Data extracted from a collection
-------------------------

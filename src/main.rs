//! PDF Image Appender CLI
//!
//! Drives the same merge session the browser uses, with files from disk.

use anyhow::{bail, Context};
use clap::Parser;
use futures::executor::block_on;
use pdf_image_append::delivery::DirectorySink;
use pdf_image_append::input::DiskFile;
use pdf_image_append::preview::MemoryPreviews;
use pdf_image_append::{MergeOptions, MergeSession, PageSize, DEFAULT_OUTPUT_NAME};
use std::path::PathBuf;
use std::rc::Rc;
use tracing::Level;
use tracing_subscriber::FmtSubscriber;

/// Append images to a PDF, one centered page per image
#[derive(Parser, Debug)]
#[command(author, version, about, long_about = None)]
struct Args {
    /// Input PDF file path
    #[arg(short, long)]
    pdf: PathBuf,

    /// Image file path (PNG or JPEG); repeat for more pages, order is kept
    #[arg(short, long = "image", required = true)]
    images: Vec<PathBuf>,

    /// Directory the merged PDF is written to
    #[arg(short, long, default_value = ".")]
    output_dir: PathBuf,

    /// Output file name
    #[arg(long, default_value = DEFAULT_OUTPUT_NAME)]
    name: String,

    /// Size of the added pages: a4, letter, or WxH in points
    #[arg(long, default_value = "a4")]
    page_size: PageSize,

    /// Leave PDF streams uncompressed
    #[arg(long)]
    no_compress: bool,

    /// Verbosity (-v info, -vv debug, -vvv trace)
    #[arg(short, long, action = clap::ArgAction::Count)]
    verbose: u8,
}

fn main() -> anyhow::Result<()> {
    let args = Args::parse();

    let log_level = match args.verbose {
        0 => Level::WARN,
        1 => Level::INFO,
        2 => Level::DEBUG,
        _ => Level::TRACE,
    };
    FmtSubscriber::builder()
        .with_max_level(log_level)
        .with_target(false)
        .init();

    let options = MergeOptions {
        page_size: args.page_size,
        compress_streams: !args.no_compress,
        file_name: args.name.clone(),
    };

    let backend = Rc::new(MemoryPreviews::<DiskFile>::new());
    let mut session = MergeSession::with_options(backend, options);

    let pdf = DiskFile::from_path(&args.pdf);
    if let Err(e) = session.drop_pdf(vec![pdf]) {
        bail!("{}: {}", args.pdf.display(), e);
    }

    let files: Vec<DiskFile> = args.images.iter().map(DiskFile::from_path).collect();
    let accepted = session.drop_images(files);
    if accepted < args.images.len() {
        tracing::warn!(
            ignored = args.images.len() - accepted,
            "some inputs are not images and were ignored"
        );
    }

    let sink = DirectorySink::new(&args.output_dir);
    let report = block_on(session.merge(&sink)).context("Failed to append images")?;

    println!(
        "Done! Added {} pages to {} original pages ({} images skipped)",
        report.pages_added, report.original_pages, report.skipped_images
    );
    println!("Output saved to: {:?}", sink.target(&args.name));

    Ok(())
}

-------------------------

**Task details**
Return every line from the records above that holds the word "short".

**Solution**
    #[arg(short, long)]
    #[arg(short, long = "image", required = true)]
    #[arg(short, long, default_value = ".")]
    #[arg(short, long, action = clap::ArgAction::Count)]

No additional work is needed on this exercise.